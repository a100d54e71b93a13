//! # Curve Codec (secp256k1)
//!
//! Canonical hex encodings for secp256k1 scalars and points.
//!
//! Canonical form is lowercase hex with no `0x` prefix and a fixed length:
//!
//! | Value | Bytes | Hex chars |
//! |-------|-------|-----------|
//! | Scalar (private key) | 32 | 64 |
//! | Compressed point | 33 | 66 |
//! | Uncompressed point | 65 | 130 |
//!
//! Decoding accepts uppercase hex for interoperability; encoding always
//! emits lowercase.

use crate::errors::EncodingError;
use k256::elliptic_curve::sec1::ToEncodedPoint;
use k256::{FieldBytes, NonZeroScalar, PublicKey};

/// Hex length of a canonical scalar / 32-byte digest.
pub const SCALAR_HEX_LEN: usize = 64;
/// Hex length of a compressed SEC1 point (0x02/0x03 prefix).
pub const COMPRESSED_POINT_HEX_LEN: usize = 66;
/// Hex length of an uncompressed SEC1 point (0x04 prefix).
pub const UNCOMPRESSED_POINT_HEX_LEN: usize = 130;

/// Decode a hex string, mapping malformed characters to `EncodingError`.
///
/// Length is validated by the callers, which know the expected encoding.
pub(crate) fn decode_hex(hex_str: &str) -> Result<Vec<u8>, EncodingError> {
    hex::decode(hex_str).map_err(|_| EncodingError::InvalidHex)
}

/// Decode a private-key scalar from 64 hex characters.
///
/// Rejects anything that is not exactly 32 bytes, contains non-hex
/// characters, or decodes to 0 or a value >= the secp256k1 group order n.
/// Longer "combined blob" encodings (e.g. 128 hex chars) are rejected as
/// well: only the canonical 32-byte form is a private key here.
pub fn decode_scalar(hex_str: &str) -> Result<NonZeroScalar, EncodingError> {
    if hex_str.len() != SCALAR_HEX_LEN {
        return Err(EncodingError::InvalidLength {
            expected: "64",
            actual: hex_str.len(),
        });
    }
    let bytes = decode_hex(hex_str)?;
    let repr = FieldBytes::from_slice(&bytes).to_owned();
    Option::<NonZeroScalar>::from(NonZeroScalar::from_repr(repr))
        .ok_or(EncodingError::ScalarOutOfRange)
}

/// Decode a public-key point from compressed (66) or uncompressed (130) hex.
pub fn decode_point(hex_str: &str) -> Result<PublicKey, EncodingError> {
    match hex_str.len() {
        COMPRESSED_POINT_HEX_LEN | UNCOMPRESSED_POINT_HEX_LEN => {}
        actual => {
            return Err(EncodingError::InvalidLength {
                expected: "66 or 130",
                actual,
            })
        }
    }
    let bytes = decode_hex(hex_str)?;
    match (bytes[0], bytes.len()) {
        (0x02 | 0x03, 33) | (0x04, 65) => {}
        (prefix, _) => return Err(EncodingError::InvalidPointPrefix(prefix)),
    }
    PublicKey::from_sec1_bytes(&bytes).map_err(|_| EncodingError::PointNotOnCurve)
}

/// Encode a point as canonical lowercase hex, no `0x` prefix.
///
/// Deterministic: one point, one encoding per form.
pub fn encode_point(point: &PublicKey, compressed: bool) -> String {
    hex::encode(point.to_encoded_point(compressed).as_bytes())
}

/// Non-throwing public-key guard for request validation.
///
/// True iff `hex_str` decodes to a curve point in the expected form.
pub fn is_valid_public_key(hex_str: &str, expect_compressed: bool) -> bool {
    let expected_len = if expect_compressed {
        COMPRESSED_POINT_HEX_LEN
    } else {
        UNCOMPRESSED_POINT_HEX_LEN
    };
    hex_str.len() == expected_len && decode_point(hex_str).is_ok()
}

/// Decode a 32-byte digest (DNA, block hash) from 64 hex characters.
pub fn decode_digest(hex_str: &str) -> Result<[u8; 32], EncodingError> {
    if hex_str.len() != SCALAR_HEX_LEN {
        return Err(EncodingError::InvalidLength {
            expected: "64",
            actual: hex_str.len(),
        });
    }
    let bytes = decode_hex(hex_str)?;
    let mut digest = [0u8; 32];
    digest.copy_from_slice(&bytes);
    Ok(digest)
}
........
### TASK ITEM:
Show each line in the data where the string "actual" appears.

### OUTPUT FOR THIS TASK:
            actual: hex_str.len(),
        actual => {
                actual,
            actual: hex_str.len(),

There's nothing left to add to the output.